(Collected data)
====

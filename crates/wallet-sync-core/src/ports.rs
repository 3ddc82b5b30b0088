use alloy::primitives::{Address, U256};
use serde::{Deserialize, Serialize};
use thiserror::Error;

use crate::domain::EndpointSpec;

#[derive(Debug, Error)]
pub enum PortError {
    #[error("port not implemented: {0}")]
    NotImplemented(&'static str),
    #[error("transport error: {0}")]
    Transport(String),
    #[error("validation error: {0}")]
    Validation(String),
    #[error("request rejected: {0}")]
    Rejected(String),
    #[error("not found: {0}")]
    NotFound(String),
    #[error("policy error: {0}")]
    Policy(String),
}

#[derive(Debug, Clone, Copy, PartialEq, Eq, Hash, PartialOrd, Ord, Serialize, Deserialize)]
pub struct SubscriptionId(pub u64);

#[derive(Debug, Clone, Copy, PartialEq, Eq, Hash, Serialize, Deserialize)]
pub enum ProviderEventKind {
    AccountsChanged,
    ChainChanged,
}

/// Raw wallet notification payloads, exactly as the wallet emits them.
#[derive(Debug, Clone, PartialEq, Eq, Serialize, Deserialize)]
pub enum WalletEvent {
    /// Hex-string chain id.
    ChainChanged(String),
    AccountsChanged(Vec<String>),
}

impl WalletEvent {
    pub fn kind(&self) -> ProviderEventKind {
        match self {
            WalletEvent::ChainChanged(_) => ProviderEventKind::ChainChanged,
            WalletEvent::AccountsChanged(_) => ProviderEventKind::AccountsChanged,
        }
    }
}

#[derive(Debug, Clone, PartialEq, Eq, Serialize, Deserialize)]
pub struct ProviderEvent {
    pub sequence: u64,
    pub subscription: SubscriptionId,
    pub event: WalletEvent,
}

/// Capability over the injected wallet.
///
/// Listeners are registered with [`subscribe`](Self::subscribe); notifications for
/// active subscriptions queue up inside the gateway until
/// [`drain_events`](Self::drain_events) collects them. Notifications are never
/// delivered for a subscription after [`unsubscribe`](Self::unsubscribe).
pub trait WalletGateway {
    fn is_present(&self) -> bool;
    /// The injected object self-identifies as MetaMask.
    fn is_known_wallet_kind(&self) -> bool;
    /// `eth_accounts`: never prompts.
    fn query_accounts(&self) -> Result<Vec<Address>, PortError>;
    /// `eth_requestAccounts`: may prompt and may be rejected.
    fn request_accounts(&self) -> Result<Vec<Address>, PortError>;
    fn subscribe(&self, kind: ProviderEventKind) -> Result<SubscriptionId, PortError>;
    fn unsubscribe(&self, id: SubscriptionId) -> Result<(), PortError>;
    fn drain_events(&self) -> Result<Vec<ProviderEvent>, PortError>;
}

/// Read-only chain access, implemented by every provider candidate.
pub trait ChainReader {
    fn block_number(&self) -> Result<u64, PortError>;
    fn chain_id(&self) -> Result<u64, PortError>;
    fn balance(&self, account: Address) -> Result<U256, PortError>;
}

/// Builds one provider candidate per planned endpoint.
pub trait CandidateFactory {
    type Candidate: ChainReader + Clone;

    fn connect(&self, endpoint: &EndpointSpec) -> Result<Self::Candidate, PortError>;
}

====

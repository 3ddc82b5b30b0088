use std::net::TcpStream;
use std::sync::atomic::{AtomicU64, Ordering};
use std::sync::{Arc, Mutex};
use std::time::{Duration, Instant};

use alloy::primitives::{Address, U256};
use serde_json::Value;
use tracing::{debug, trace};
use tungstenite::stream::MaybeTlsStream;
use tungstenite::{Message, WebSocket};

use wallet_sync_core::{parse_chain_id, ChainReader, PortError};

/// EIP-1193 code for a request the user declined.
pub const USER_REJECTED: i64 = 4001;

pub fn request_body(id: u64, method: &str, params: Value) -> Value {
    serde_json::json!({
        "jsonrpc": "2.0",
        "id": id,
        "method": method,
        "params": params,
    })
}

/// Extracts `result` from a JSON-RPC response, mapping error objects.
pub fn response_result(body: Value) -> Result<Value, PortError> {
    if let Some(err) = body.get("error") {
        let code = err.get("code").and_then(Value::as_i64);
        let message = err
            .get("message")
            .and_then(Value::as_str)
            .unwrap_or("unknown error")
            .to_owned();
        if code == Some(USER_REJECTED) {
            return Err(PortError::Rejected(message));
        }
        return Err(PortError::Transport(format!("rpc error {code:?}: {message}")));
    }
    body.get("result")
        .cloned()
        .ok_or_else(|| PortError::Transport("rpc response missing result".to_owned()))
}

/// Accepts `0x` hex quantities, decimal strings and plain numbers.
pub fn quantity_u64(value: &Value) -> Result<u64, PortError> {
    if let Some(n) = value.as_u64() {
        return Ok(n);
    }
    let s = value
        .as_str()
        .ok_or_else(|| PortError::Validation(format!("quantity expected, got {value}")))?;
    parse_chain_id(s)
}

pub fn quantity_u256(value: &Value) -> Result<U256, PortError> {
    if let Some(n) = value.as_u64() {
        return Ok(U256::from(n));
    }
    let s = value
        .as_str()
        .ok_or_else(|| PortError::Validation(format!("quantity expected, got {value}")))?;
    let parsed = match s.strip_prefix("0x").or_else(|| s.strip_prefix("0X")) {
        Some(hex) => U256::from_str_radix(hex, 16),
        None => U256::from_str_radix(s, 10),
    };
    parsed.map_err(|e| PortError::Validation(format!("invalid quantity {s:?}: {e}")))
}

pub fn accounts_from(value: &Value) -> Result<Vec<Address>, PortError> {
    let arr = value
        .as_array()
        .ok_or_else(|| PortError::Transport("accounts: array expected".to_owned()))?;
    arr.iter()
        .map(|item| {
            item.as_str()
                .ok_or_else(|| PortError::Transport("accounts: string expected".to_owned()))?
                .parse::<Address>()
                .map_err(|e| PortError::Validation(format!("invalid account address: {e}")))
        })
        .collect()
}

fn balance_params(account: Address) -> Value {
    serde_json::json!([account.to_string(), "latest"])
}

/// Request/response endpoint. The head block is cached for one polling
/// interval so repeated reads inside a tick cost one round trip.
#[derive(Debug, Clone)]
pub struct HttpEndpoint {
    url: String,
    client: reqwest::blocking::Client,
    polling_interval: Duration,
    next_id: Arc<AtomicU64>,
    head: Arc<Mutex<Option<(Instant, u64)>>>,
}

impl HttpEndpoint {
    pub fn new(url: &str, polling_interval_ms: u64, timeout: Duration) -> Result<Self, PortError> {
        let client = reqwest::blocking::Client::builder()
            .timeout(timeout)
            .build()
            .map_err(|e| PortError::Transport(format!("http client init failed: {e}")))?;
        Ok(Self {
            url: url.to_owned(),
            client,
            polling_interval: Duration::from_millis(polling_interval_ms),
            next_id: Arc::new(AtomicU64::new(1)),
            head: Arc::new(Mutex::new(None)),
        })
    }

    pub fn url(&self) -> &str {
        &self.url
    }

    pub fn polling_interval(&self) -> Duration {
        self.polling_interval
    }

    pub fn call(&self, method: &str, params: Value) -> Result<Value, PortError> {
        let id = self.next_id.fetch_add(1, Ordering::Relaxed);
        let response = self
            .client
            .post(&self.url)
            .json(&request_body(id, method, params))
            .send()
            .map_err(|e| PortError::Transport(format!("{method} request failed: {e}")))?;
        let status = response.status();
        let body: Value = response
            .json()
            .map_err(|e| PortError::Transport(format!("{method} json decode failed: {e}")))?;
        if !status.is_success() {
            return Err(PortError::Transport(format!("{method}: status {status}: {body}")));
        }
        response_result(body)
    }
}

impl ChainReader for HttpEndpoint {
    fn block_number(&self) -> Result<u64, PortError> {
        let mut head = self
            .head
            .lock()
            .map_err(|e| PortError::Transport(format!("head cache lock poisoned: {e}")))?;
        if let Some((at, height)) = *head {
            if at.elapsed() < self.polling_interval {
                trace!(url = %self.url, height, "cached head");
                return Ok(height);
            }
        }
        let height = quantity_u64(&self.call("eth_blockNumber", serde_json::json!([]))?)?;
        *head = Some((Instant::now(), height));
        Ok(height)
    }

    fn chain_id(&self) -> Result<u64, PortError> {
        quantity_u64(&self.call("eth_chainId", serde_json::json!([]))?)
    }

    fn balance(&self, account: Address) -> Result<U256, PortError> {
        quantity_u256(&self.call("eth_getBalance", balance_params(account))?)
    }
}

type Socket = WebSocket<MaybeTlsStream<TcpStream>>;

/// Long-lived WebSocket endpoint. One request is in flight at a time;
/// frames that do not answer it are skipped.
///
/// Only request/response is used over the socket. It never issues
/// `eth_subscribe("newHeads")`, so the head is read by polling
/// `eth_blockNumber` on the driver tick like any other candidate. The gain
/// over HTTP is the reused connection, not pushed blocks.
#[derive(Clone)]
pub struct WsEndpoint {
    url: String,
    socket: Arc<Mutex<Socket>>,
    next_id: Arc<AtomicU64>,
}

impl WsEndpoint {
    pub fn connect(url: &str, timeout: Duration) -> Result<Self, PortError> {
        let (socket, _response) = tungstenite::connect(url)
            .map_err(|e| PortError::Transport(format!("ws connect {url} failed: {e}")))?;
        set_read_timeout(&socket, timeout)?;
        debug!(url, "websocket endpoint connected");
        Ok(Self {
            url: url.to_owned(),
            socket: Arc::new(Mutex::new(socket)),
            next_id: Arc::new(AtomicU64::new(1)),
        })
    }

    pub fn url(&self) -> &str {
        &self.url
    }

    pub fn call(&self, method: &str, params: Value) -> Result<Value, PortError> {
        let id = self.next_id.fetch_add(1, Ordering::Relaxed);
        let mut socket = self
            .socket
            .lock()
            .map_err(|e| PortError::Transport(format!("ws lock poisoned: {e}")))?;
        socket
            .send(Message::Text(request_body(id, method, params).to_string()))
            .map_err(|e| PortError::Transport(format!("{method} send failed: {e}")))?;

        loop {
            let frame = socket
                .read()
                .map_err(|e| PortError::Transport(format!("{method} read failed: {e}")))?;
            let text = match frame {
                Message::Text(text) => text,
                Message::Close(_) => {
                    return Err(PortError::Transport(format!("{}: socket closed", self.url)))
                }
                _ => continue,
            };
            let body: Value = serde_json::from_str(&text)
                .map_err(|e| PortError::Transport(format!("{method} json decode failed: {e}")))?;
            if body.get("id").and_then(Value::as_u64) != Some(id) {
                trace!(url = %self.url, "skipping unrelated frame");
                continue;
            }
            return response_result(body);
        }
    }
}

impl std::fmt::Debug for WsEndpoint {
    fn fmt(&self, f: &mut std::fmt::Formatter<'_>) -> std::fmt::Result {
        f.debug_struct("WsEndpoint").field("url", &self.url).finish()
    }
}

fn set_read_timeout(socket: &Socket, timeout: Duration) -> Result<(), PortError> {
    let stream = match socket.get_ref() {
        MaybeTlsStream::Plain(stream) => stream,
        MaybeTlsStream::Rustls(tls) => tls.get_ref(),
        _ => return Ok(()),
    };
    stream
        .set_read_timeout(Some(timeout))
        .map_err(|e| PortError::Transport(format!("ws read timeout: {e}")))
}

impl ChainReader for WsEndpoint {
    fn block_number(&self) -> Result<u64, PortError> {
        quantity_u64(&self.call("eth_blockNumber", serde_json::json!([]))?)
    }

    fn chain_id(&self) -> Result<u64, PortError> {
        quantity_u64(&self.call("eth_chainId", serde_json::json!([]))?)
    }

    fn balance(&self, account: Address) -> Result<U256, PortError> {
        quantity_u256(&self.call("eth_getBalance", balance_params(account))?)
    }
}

====

■ **EXERCISE**:
Your task is to return each line of the data above that contains the string "injected".

■ **RESPONSE TO THE EXERCISE**:
/// Capability over the injected wallet.
    /// The injected object self-identifies as MetaMask.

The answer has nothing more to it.